[WHAT IS BEING ASKED]
Transcribe the records below exactly as written, from the opening line through the line that contains "current super-admin and".

[DATA RECORDS]
——————
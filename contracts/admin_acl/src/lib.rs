//! # AdminACL
//!
//! Authorization oracle for the minter suite. Given
//! `(sender, target contract, function selector)` it answers allowed or
//! denied; this implementation allows exactly the current super-admin and
//! keeps the selector/target in the call contract so richer ACLs can swap in
//! behind the same interface.
//!
//! Ownership moves in two steps (`propose_super_admin` then
//! `accept_super_admin`) so a typoed address cannot brick the platform, and
//! renouncing requires an explicit confirmation flag.

#![no_std]

use soroban_sdk::{
    contract, contractimpl, contracttype, symbol_short, Address, Env, Symbol,
};

use shared::errors::Error;
use shared::ttl::bump_instance;


#[contracttype]
#[derive(Clone, Debug, Eq, PartialEq)]
pub enum DataKey {
    /// Current super-admin (Instance).
    SuperAdmin,
    /// Address proposed in a pending two-step transfer (Instance).
    PendingSuperAdmin,
}

#[contract]
pub struct AdminAcl;

#[contractimpl]
impl AdminAcl {
    /// Set the first super-admin. Callable exactly once.
    pub fn init(env: Env, super_admin: Address) -> Result<(), Error> {
        if env.storage().instance().has(&DataKey::SuperAdmin) {
            return Err(Error::AlreadyInitialized);
        }
        super_admin.require_auth();
        env.storage()
            .instance()
            .set(&DataKey::SuperAdmin, &super_admin);
        bump_instance(&env);
        Ok(())
    }

    /// May `sender` invoke `selector` on `target`?
    ///
    /// Allowed iff `sender` is the current super-admin. A renounced
    /// contract answers `false` for everyone.
    pub fn allowed(env: Env, sender: Address, _target: Address, _selector: Symbol) -> bool {
        bump_instance(&env);
        match env
            .storage()
            .instance()
            .get::<DataKey, Address>(&DataKey::SuperAdmin)
        {
            Some(admin) => admin == sender,
            None => false,
        }
    }

    pub fn super_admin(env: Env) -> Result<Address, Error> {
        bump_instance(&env);
        env.storage()
            .instance()
            .get(&DataKey::SuperAdmin)
            .ok_or(Error::NotInitialized)
    }

    /// Step one of an ownership transfer. Overwrites any prior proposal.
    pub fn propose_super_admin(
        env: Env,
        current: Address,
        proposed: Address,
    ) -> Result<(), Error> {
        current.require_auth();
        Self::require_super_admin(&env, &current)?;
        env.storage()
            .instance()
            .set(&DataKey::PendingSuperAdmin, &proposed);
        bump_instance(&env);
        env.events().publish(
            (symbol_short!("sa_prop"),),
            (current, proposed),
        );
        Ok(())
    }

    /// Step two: the proposed address claims the role.
    pub fn accept_super_admin(env: Env, proposed: Address) -> Result<(), Error> {
        proposed.require_auth();
        let pending: Address = env
            .storage()
            .instance()
            .get(&DataKey::PendingSuperAdmin)
            .ok_or(Error::NoPendingTransfer)?;
        if pending != proposed {
            return Err(Error::NotAuthorized);
        }
        let previous: Option<Address> = env.storage().instance().get(&DataKey::SuperAdmin);
        env.storage()
            .instance()
            .set(&DataKey::SuperAdmin, &proposed);
        env.storage()
            .instance()
            .remove(&DataKey::PendingSuperAdmin);
        bump_instance(&env);
        env.events().publish(
            (symbol_short!("sa_xfer"),),
            (previous, proposed),
        );
        Ok(())
    }

    /// Permanently give up the super-admin role. `confirm` must be `true`;
    /// the flag exists so no tooling path can renounce by accident.
    pub fn renounce_super_admin(env: Env, current: Address, confirm: bool) -> Result<(), Error> {
        current.require_auth();
        Self::require_super_admin(&env, &current)?;
        if !confirm {
            return Err(Error::RenounceNotConfirmed);
        }
        env.storage().instance().remove(&DataKey::SuperAdmin);
        env.storage()
            .instance()
            .remove(&DataKey::PendingSuperAdmin);
        env.events()
            .publish((symbol_short!("sa_renou"),), current);
        Ok(())
    }

    pub fn pending_super_admin(env: Env) -> Option<Address> {
        env.storage().instance().get(&DataKey::PendingSuperAdmin)
    }

    fn require_super_admin(env: &Env, caller: &Address) -> Result<(), Error> {
        let admin: Address = env
            .storage()
            .instance()
            .get(&DataKey::SuperAdmin)
            .ok_or(Error::NotInitialized)?;
        if admin != *caller {
            return Err(Error::NotAuthorized);
        }
        Ok(())
    }
}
——————
[RESPONSE AREA]
filename contracts/admin_acl/src/lib.rs
//! # AdminACL
//!
//! Authorization oracle for the minter suite. Given
//! `(sender, target contract, function selector)` it answers allowed or
//! denied; this implementation allows exactly the current super-admin and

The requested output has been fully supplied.